[Stored items]
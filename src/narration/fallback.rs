/*!
 * Deterministic offline rewrite used when the generative provider is
 * unavailable or refused.
 */

use once_cell::sync::Lazy;
use regex::Regex;

static SENTENCE_BREAK: Lazy<Regex> = Lazy::new(|| Regex::new(r"[.!?]+").unwrap());

/// Number of leading sentences kept by the offline rewrite
pub const FALLBACK_SENTENCES: usize = 2;

/// Lead-in phrase for a recognized audience; unknown audiences get none
pub fn audience_prefix(audience: &str) -> &'static str {
    match audience {
        "Students" => "For students, ",
        "Executives" => "For executives, ",
        "Technical" => "From a technical perspective, ",
        "Layperson" => "In simple terms, ",
        _ => "",
    }
}

/// Rewrite a segment without any provider.
///
/// Keeps the first two sentences of `text`, joins them with `". "`, closes
/// with a period and prepends the audience lead-in.
pub fn fallback_rewrite(text: &str, audience: &str) -> String {
    let sentences: Vec<&str> = SENTENCE_BREAK
        .split(text)
        .map(str::trim)
        .filter(|fragment| !fragment.is_empty())
        .take(FALLBACK_SENTENCES)
        .collect();

    let body = if sentences.is_empty() {
        text.trim().to_string()
    } else {
        sentences.join(". ")
    };

    format!("{}{}.", audience_prefix(audience), body)
}
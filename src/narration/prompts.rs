/*!
 * Prompt template for audience-specific slide narration.
 */

/// Prompt template sent to the generative provider for one segment.
#[derive(Debug, Clone)]
pub struct PromptTemplate {
    /// The template string with placeholders
    template: String,
}

impl PromptTemplate {
    /// The default narration coach prompt.
    pub const PRESENTATION_COACH: &'static str = r#"You are an expert presentation coach and content strategist. Transform the following slide content into a compelling, audience-specific narrative that captures key insights and actionable takeaways.

Requirements:
- Create a concise 2-3 sentence summary that highlights the most important points
- Use language and tone appropriate for {audience} audience
- Include specific examples or analogies when helpful
- Focus on clarity and memorability
- Make it sound natural and conversational, not robotic
- If the slide has data or statistics, emphasize the key insight or implication
- If the slide has a process or concept, explain the "why" behind it

Slide content: {slide_text}

Transform this into an engaging narrative:"#;

    /// Create a new prompt template.
    pub fn new(template: &str) -> Self {
        Self {
            template: template.to_string(),
        }
    }

    /// Create the default presentation coach template.
    pub fn presentation_coach() -> Self {
        Self::new(Self::PRESENTATION_COACH)
    }

    /// Render the template for one segment.
    ///
    /// The audience is substituted first so slide text containing a literal
    /// `{audience}` is left untouched.
    pub fn render(&self, audience: &str, slide_text: &str) -> String {
        self.template
            .replace("{audience}", audience)
            .replace("{slide_text}", slide_text)
    }
}

impl Default for PromptTemplate {
    fn default() -> Self {
        Self::presentation_coach()
    }
}
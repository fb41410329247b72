use async_trait::async_trait;
use log::{debug, error};
use reqwest::{Client, header};
use serde::Serialize;
use std::time::Duration;

use crate::errors::ProviderError;
use crate::providers::{SpeechAudio, SpeechEngine, VoiceConfig, error_body};

/// Deepgram client for the Aura text-to-speech API
#[derive(Debug)]
pub struct Deepgram {
    /// HTTP client for API requests
    client: Client,
    /// API key for authentication
    api_key: String,
    /// API endpoint URL
    endpoint: String,
}

/// Speak request body
#[derive(Debug, Serialize)]
struct SpeakRequest<'a> {
    text: &'a str,
}

impl Deepgram {
    /// Create a new Deepgram client
    pub fn new(api_key: impl Into<String>, endpoint: impl Into<String>, timeout_secs: u64) -> Self {
        Self {
            client: Client::builder()
                .timeout(Duration::from_secs(timeout_secs))
                .build()
                .unwrap_or_default(),
            api_key: api_key.into(),
            endpoint: endpoint.into(),
        }
    }

    fn api_url(&self) -> String {
        let base = if self.endpoint.is_empty() {
            "https://api.deepgram.com"
        } else {
            self.endpoint.trim_end_matches('/')
        };
        format!("{}/v1/speak", base)
    }

    /// Query parameters selecting voice, encoding and container
    fn query(voice: &VoiceConfig) -> [(&'static str, &str); 3] {
        [
            ("model", voice.model.as_str()),
            ("encoding", voice.encoding.as_str()),
            ("container", voice.container.as_str()),
        ]
    }
}

#[async_trait]
impl SpeechEngine for Deepgram {
    async fn speak(&self, text: &str, voice: &VoiceConfig) -> Result<SpeechAudio, ProviderError> {
        let response = self
            .client
            .post(self.api_url())
            .query(&Self::query(voice))
            .header(header::AUTHORIZATION, format!("Token {}", self.api_key))
            .json(&SpeakRequest { text })
            .send()
            .await
            .map_err(ProviderError::from_transport)?;

        let status = response.status();
        if !status.is_success() {
            let error_text = error_body(response).await;
            error!("Deepgram TTS error ({}): {}", status, error_text);
            return Err(ProviderError::from_status(status.as_u16(), error_text));
        }

        let mime_type = response
            .headers()
            .get(header::CONTENT_TYPE)
            .and_then(|value| value.to_str().ok())
            .map(str::to_string);

        let data = response
            .bytes()
            .await
            .map_err(ProviderError::from_transport)?;
        debug!("Deepgram returned {} bytes ({:?})", data.len(), mime_type);

        Ok(SpeechAudio { data, mime_type })
    }

    fn name(&self) -> &str {
        "deepgram"
    }
}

** WHAT NEEDS TO BE DONE **
Restate every record exactly, leaving nothing out.

** RESPONSE BOX **
filename src/narration/fallback.rs
/*!
 * Deterministic offline rewrite used when the generative provider is
 * unavailable or refused.
 */

use once_cell::sync::Lazy;
use regex::Regex;

static SENTENCE_BREAK: Lazy<Regex> = Lazy::new(|| Regex::new(r"[.!?]+").unwrap());

/// Number of leading sentences kept by the offline rewrite
pub const FALLBACK_SENTENCES: usize = 2;

/// Lead-in phrase for a recognized audience; unknown audiences get none
pub fn audience_prefix(audience: &str) -> &'static str {
    match audience {
        "Students" => "For students, ",
        "Executives" => "For executives, ",
        "Technical" => "From a technical perspective, ",
        "Layperson" => "In simple terms, ",
        _ => "",
    }
}

/// Rewrite a segment without any provider.
///
/// Keeps the first two sentences of `text`, joins them with `". "`, closes
/// with a period and prepends the audience lead-in.
pub fn fallback_rewrite(text: &str, audience: &str) -> String {
    let sentences: Vec<&str> = SENTENCE_BREAK
        .split(text)
        .map(str::trim)
        .filter(|fragment| !fragment.is_empty())
        .take(FALLBACK_SENTENCES)
        .collect();

    let body = if sentences.is_empty() {
        text.trim().to_string()
    } else {
        sentences.join(". ")
    };

    format!("{}{}.", audience_prefix(audience), body)
}
filename src/narration/prompts.rs
/*!
 * Prompt template for audience-specific slide narration.
 */

/// Prompt template sent to the generative provider for one segment.
#[derive(Debug, Clone)]
pub struct PromptTemplate {
    /// The template string with placeholders
    template: String,
}

impl PromptTemplate {
    /// The default narration coach prompt.
    pub const PRESENTATION_COACH: &'static str = r#"You are an expert presentation coach and content strategist. Transform the following slide content into a compelling, audience-specific narrative that captures key insights and actionable takeaways.

Requirements:
- Create a concise 2-3 sentence summary that highlights the most important points
- Use language and tone appropriate for {audience} audience
- Include specific examples or analogies when helpful
- Focus on clarity and memorability
- Make it sound natural and conversational, not robotic
- If the slide has data or statistics, emphasize the key insight or implication
- If the slide has a process or concept, explain the "why" behind it

Slide content: {slide_text}

Transform this into an engaging narrative:"#;

    /// Create a new prompt template.
    pub fn new(template: &str) -> Self {
        Self {
            template: template.to_string(),
        }
    }

    /// Create the default presentation coach template.
    pub fn presentation_coach() -> Self {
        Self::new(Self::PRESENTATION_COACH)
    }

    /// Render the template for one segment.
    ///
    /// The audience is substituted first so slide text containing a literal
    /// `{audience}` is left untouched.
    pub fn render(&self, audience: &str, slide_text: &str) -> String {
        self.template
            .replace("{audience}", audience)
            .replace("{slide_text}", slide_text)
    }
}

impl Default for PromptTemplate {
    fn default() -> Self {
        Self::presentation_coach()
    }
}
repository fb41410329247b72
use async_trait::async_trait;
use log::{debug, error};
use reqwest::{Client, header};
use serde::Serialize;
use std::time::Duration;

use crate::errors::ProviderError;
use crate::providers::{SpeechAudio, SpeechEngine, VoiceConfig, error_body};

/// Deepgram client for the Aura text-to-speech API
#[derive(Debug)]
pub struct Deepgram {
    /// HTTP client for API requests
    client: Client,
    /// API key for authentication
    api_key: String,
    /// API endpoint URL
    endpoint: String,
}

/// Speak request body
#[derive(Debug, Serialize)]
struct SpeakRequest<'a> {
    text: &'a str,
}

impl Deepgram {
    /// Create a new Deepgram client
    pub fn new(api_key: impl Into<String>, endpoint: impl Into<String>, timeout_secs: u64) -> Self {
        Self {
            client: Client::builder()
                .timeout(Duration::from_secs(timeout_secs))
                .build()
                .unwrap_or_default(),
            api_key: api_key.into(),
            endpoint: endpoint.into(),
        }
    }

    fn api_url(&self) -> String {
        let base = if self.endpoint.is_empty() {
            "https://api.deepgram.com"
        } else {
            self.endpoint.trim_end_matches('/')
        };
        format!("{}/v1/speak", base)
    }

    /// Query parameters selecting voice, encoding and container
    fn query(voice: &VoiceConfig) -> [(&'static str, &str); 3] {
        [
            ("model", voice.model.as_str()),
            ("encoding", voice.encoding.as_str()),
            ("container", voice.container.as_str()),
        ]
    }
}

#[async_trait]
impl SpeechEngine for Deepgram {
    async fn speak(&self, text: &str, voice: &VoiceConfig) -> Result<SpeechAudio, ProviderError> {
        let response = self
            .client
            .post(self.api_url())
            .query(&Self::query(voice))
            .header(header::AUTHORIZATION, format!("Token {}", self.api_key))
            .json(&SpeakRequest { text })
            .send()
            .await
            .map_err(ProviderError::from_transport)?;

        let status = response.status();
        if !status.is_success() {
            let error_text = error_body(response).await;
            error!("Deepgram TTS error ({}): {}", status, error_text);
            return Err(ProviderError::from_status(status.as_u16(), error_text));
        }

        let mime_type = response
            .headers()
            .get(header::CONTENT_TYPE)
            .and_then(|value| value.to_str().ok())
            .map(str::to_string);

        let data = response
            .bytes()
            .await
            .map_err(ProviderError::from_transport)?;
        debug!("Deepgram returned {} bytes ({:?})", data.len(), mime_type);

        Ok(SpeechAudio { data, mime_type })
    }

    fn name(&self) -> &str {
        "deepgram"
    }
}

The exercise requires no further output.